Somewhere, at the bottom of a drawer, I have a black CBGB t-shirt that I probably bought for $7.99.  It now sits with artifacts that I collected at dig sites in central America, at a tor in England, or along a riverbank in tribal Ohio.  More than just a fading bit of cloth, it hearkens to a time of energy and originality, the fading of which I fear may be the harbinger of the end of our particular chapter in world history.  We are no longer as energetically original and our young fear the violence of change.  We are no longer the people of Walt Whitman's "Pioneers! O, Pioneers!".

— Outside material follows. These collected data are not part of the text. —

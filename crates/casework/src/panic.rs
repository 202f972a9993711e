//! Panic containment and payload inspection
//!
//! A containment boundary is one `catch_unwind` around one unit of work. The
//! suite runner installs one per case ([`contain_case`]) so a panicking case
//! fails alone. [`guard`] is the same boundary for callers that want to
//! inspect what was recovered, e.g. with [`crate::expect_panic_err_eq`].

use crate::context::TestContext;
use std::any::Any;
use std::error::Error;
use std::fmt;
use std::panic::{self, AssertUnwindSafe};
use thiserror::Error;

/// Prefix of the failure reported for a case that panicked.
pub const TEST_PANICKED_PREFIX: &str = "test panicked:";

/// An error built from text, for code under test that panics with an error.
#[derive(Error, Debug, Clone, PartialEq, Eq)]
#[error("{0}")]
pub struct PanicError(pub String);

impl PanicError {
    pub fn new(message: impl Into<String>) -> Self {
        Self(message.into())
    }
}

/// Unwind marker used after a fatal report. Carries nothing; the message was
/// already recorded on the context.
#[derive(Debug)]
pub(crate) struct FatalStop;

/// Stop the current sub-test without reporting anything further.
///
/// For [`TestContext`] implementations: call this at the end of
/// [`TestContext::fatal`]. Containment boundaries let it pass through to the
/// enclosing [`TestContext::run`].
pub fn stop_sub_test() -> ! {
    panic::resume_unwind(Box::new(FatalStop))
}

/// The value a panic unwound with.
pub struct PanicPayload(Box<dyn Any + Send>);

impl PanicPayload {
    pub fn new(payload: Box<dyn Any + Send>) -> Self {
        Self(payload)
    }

    /// The payload's text when it is a plain string panic (`panic!("...")`).
    pub fn message(&self) -> Option<&str> {
        if let Some(s) = self.0.downcast_ref::<&'static str>() {
            Some(*s)
        } else if let Some(s) = self.0.downcast_ref::<String>() {
            Some(s.as_str())
        } else {
            None
        }
    }

    /// The payload viewed as an error, when it is one.
    ///
    /// Recognized shapes: `Box<dyn Error + Send + Sync>` (what [`raise`]
    /// produces), [`anyhow::Error`], and [`PanicError`].
    pub fn as_error(&self) -> Option<&(dyn Error + 'static)> {
        if let Some(err) = self.0.downcast_ref::<Box<dyn Error + Send + Sync>>() {
            Some(&**err)
        } else if let Some(err) = self.0.downcast_ref::<anyhow::Error>() {
            Some(&**err)
        } else if let Some(err) = self.0.downcast_ref::<PanicError>() {
            Some(err)
        } else {
            None
        }
    }

    pub(crate) fn is_fatal_stop(&self) -> bool {
        self.0.is::<FatalStop>()
    }

    /// Continue unwinding with the original payload.
    pub fn resume(self) -> ! {
        panic::resume_unwind(self.0)
    }

    pub fn into_inner(self) -> Box<dyn Any + Send> {
        self.0
    }
}

impl fmt::Display for PanicPayload {
    fn fmt(&self, f: &mut fmt::Formatter<'_>) -> fmt::Result {
        if let Some(message) = self.message() {
            f.write_str(message)
        } else if let Some(err) = self.as_error() {
            write!(f, "{}", err)
        } else {
            f.write_str("Box<dyn Any>")
        }
    }
}

impl fmt::Debug for PanicPayload {
    fn fmt(&self, f: &mut fmt::Formatter<'_>) -> fmt::Result {
        f.debug_tuple("PanicPayload")
            .field(&self.to_string())
            .finish()
    }
}

impl From<Box<dyn Any + Send>> for PanicPayload {
    fn from(payload: Box<dyn Any + Send>) -> Self {
        Self::new(payload)
    }
}

/// Run `f` inside a containment boundary.
pub fn guard<R>(f: impl FnOnce() -> R) -> Result<R, PanicPayload> {
    panic::catch_unwind(AssertUnwindSafe(f)).map_err(PanicPayload::new)
}

/// Panic with an error-shaped payload.
///
/// [`crate::expect_panic_err_eq`] compares the text of such payloads; a plain
/// `panic!("...")` is not error-shaped.
pub fn raise<E>(err: E) -> !
where
    E: Into<Box<dyn Error + Send + Sync>>,
{
    let boxed: Box<dyn Error + Send + Sync> = err.into();
    panic::panic_any(boxed)
}

/// Run one case body inside its own containment boundary.
///
/// A panic in `body` becomes a fatal failure on `ctx` with the message
/// `test panicked:\n<payload>`. A fatal stop raised by `ctx` itself passes
/// through untouched.
pub fn contain_case<C, F>(ctx: &mut C, body: F)
where
    C: TestContext + ?Sized,
    F: FnOnce(&mut C),
{
    let outcome = guard(|| body(&mut *ctx));
    if let Err(payload) = outcome {
        if payload.is_fatal_stop() {
            payload.resume();
        }
        tracing::debug!(test = ctx.name(), payload = %payload, "case panicked");
        ctx.fatal(format!("{}\n{}", TEST_PANICKED_PREFIX, payload));
    }
}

The awning from CBGB now has a home at the Rock and Roll Hall of Fame in Cleveland [yay, home town], and there is a "CBGB Lounge and Bar" at Newark Airport.  An interesting film about Kristal and his club was released independently in 2013, entitled "CBGB", and was absolutely destroyed by the critics, so it's hard to find.


It really doesn't matter, though.  If you want the experience, play the music at home.  Heck, turn it up so it's loud enough to bother the neighbors and perhaps even alert the police and, when challenged, respond with vulgarities.  That way, you will have captured a part of what saved American popular music, a combination of attitude, originality, and the complete absence of surrender to the superficial.